____ EXTRACTED RECORDS
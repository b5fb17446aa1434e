//! Program storage: the byte buffer of one candidate and its cached results.

use std::fmt;

use serde::{Deserialize, Serialize};

/// Bytes per encoded instruction.
pub const INSTRUCTION_WIDTH: usize = 3;

/// Score of an individual that has not been evaluated with a scorer yet.
pub const UNSCORED: i64 = -2;

/// Score of an individual whose last execution was aborted.
pub const CRASHED: i64 = -1;

/// An owned sequence of instructions.
///
/// The byte length is always a multiple of [`INSTRUCTION_WIDTH`]. Any bit
/// pattern is a valid instruction, so no other validation is needed.
#[derive(Debug, Clone, PartialEq, Eq, Hash, Default, Serialize, Deserialize)]
#[serde(into = "String", try_from = "String")]
pub struct Program {
    bytes: Vec<u8>,
}

impl Program {
    /// Build a program from an arbitrary byte string.
    ///
    /// A trailing partial instruction is zero-padded. The all-zero
    /// instruction is `add $00, $00, $00`, which does nothing.
    pub fn from_bytes(bytes: impl Into<Vec<u8>>) -> Self {
        let mut bytes = bytes.into();
        let remainder = bytes.len() % INSTRUCTION_WIDTH;
        if remainder != 0 {
            bytes.resize(bytes.len() + INSTRUCTION_WIDTH - remainder, 0);
        }
        Self { bytes }
    }

    /// Parse the hex text form produced by [`Program::to_hex`].
    pub fn from_hex(text: &str) -> Result<Self, ProgramError> {
        let text = text.trim();
        if text.len() % 2 != 0 {
            return Err(ProgramError::OddHexLength(text.len()));
        }

        let bytes = text
            .as_bytes()
            .chunks(2)
            .enumerate()
            .map(|(i, pair)| {
                let high = hex_value(pair[0]).ok_or(ProgramError::InvalidHexDigit(i * 2))?;
                let low = hex_value(pair[1]).ok_or(ProgramError::InvalidHexDigit(i * 2 + 1))?;
                Ok((high << 4) | low)
            })
            .collect::<Result<Vec<u8>, ProgramError>>()?;

        Ok(Self::from_bytes(bytes))
    }

    /// Render the program as lowercase hex, two digits per byte.
    pub fn to_hex(&self) -> String {
        use std::fmt::Write;

        let mut out = String::with_capacity(self.bytes.len() * 2);
        for byte in &self.bytes {
            let _ = write!(out, "{byte:02x}");
        }
        out
    }

    /// Raw program bytes.
    #[inline]
    pub fn as_bytes(&self) -> &[u8] {
        &self.bytes
    }

    /// Length in bytes.
    #[inline]
    pub fn len(&self) -> usize {
        self.bytes.len()
    }

    #[inline]
    pub fn is_empty(&self) -> bool {
        self.bytes.is_empty()
    }

    /// Number of instruction slots.
    #[inline]
    pub fn instruction_count(&self) -> usize {
        self.bytes.len() / INSTRUCTION_WIDTH
    }

    /// Iterate over the encoded instructions in program order.
    pub fn instructions(&self) -> impl Iterator<Item = [u8; INSTRUCTION_WIDTH]> + '_ {
        self.bytes
            .chunks_exact(INSTRUCTION_WIDTH)
            .map(|c| [c[0], c[1], c[2]])
    }

    /// Mutable access to one instruction slot.
    ///
    /// # Panics
    ///
    /// Panics if `slot` is not below [`Program::instruction_count`].
    pub fn slot_mut(&mut self, slot: usize) -> &mut [u8] {
        let start = slot * INSTRUCTION_WIDTH;
        &mut self.bytes[start..start + INSTRUCTION_WIDTH]
    }

    /// Overwrite `[start, end)` with the same range of `other`.
    ///
    /// Both bounds must be instruction aligned and within both programs.
    pub(crate) fn splice_from(&mut self, other: &Program, start: usize, end: usize) {
        debug_assert!(start % INSTRUCTION_WIDTH == 0 && end % INSTRUCTION_WIDTH == 0);
        self.bytes[start..end].copy_from_slice(&other.bytes[start..end]);
    }

    /// Shorten the program to `len` bytes (instruction aligned).
    pub(crate) fn truncate(&mut self, len: usize) {
        debug_assert!(len % INSTRUCTION_WIDTH == 0);
        self.bytes.truncate(len);
    }
}

impl From<Program> for String {
    fn from(program: Program) -> Self {
        program.to_hex()
    }
}

impl TryFrom<String> for Program {
    type Error = ProgramError;

    fn try_from(text: String) -> Result<Self, Self::Error> {
        Program::from_hex(&text)
    }
}

impl fmt::Display for Program {
    fn fmt(&self, f: &mut fmt::Formatter<'_>) -> fmt::Result {
        f.write_str(&self.to_hex())
    }
}

fn hex_value(digit: u8) -> Option<u8> {
    match digit {
        b'0'..=b'9' => Some(digit - b'0'),
        b'a'..=b'f' => Some(digit - b'a' + 10),
        b'A'..=b'F' => Some(digit - b'A' + 10),
        _ => None,
    }
}

/// Errors parsing the program text form.
#[derive(Debug, PartialEq, Eq, thiserror::Error)]
pub enum ProgramError {
    #[error("Hex program text has odd length {0}")]
    OddHexLength(usize),
    #[error("Invalid hex digit at offset {0}")]
    InvalidHexDigit(usize),
}

/// A candidate program together with the results of its last execution.
#[derive(Debug, Clone, Serialize, Deserialize)]
pub struct Individual {
    /// The instructions.
    pub program: Program,
    /// Fitness of the most recent scored execution, or a sentinel.
    pub score: i64,
    /// Bytes written by the most recent execution.
    pub output_length: usize,
}

impl Individual {
    /// Wrap a program that has not been executed yet.
    pub fn new(program: Program) -> Self {
        Self {
            program,
            score: UNSCORED,
            output_length: 0,
        }
    }

    /// Whether a scorer has assigned this individual a fitness.
    pub fn is_scored(&self) -> bool {
        self.score >= 0
    }

    /// Whether the last scored execution was aborted.
    pub fn is_crashed(&self) -> bool {
        self.score == CRASHED
    }
}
________
Copy out exactly the lines running from the line with "#[derive(Debug, Clone, Serialize, Deserialize)]" to the end of the records, inclusive.

#[derive(Debug, Clone, Serialize, Deserialize)]
pub struct Individual {
    /// The instructions.
    pub program: Program,
    /// Fitness of the most recent scored execution, or a sentinel.
    pub score: i64,
    /// Bytes written by the most recent execution.
    pub output_length: usize,
}

impl Individual {
    /// Wrap a program that has not been executed yet.
    pub fn new(program: Program) -> Self {
        Self {
            program,
            score: UNSCORED,
            output_length: 0,
        }
    }

    /// Whether a scorer has assigned this individual a fitness.
    pub fn is_scored(&self) -> bool {
        self.score >= 0
    }

    /// Whether the last scored execution was aborted.
    pub fn is_crashed(&self) -> bool {
        self.score == CRASHED
    }
}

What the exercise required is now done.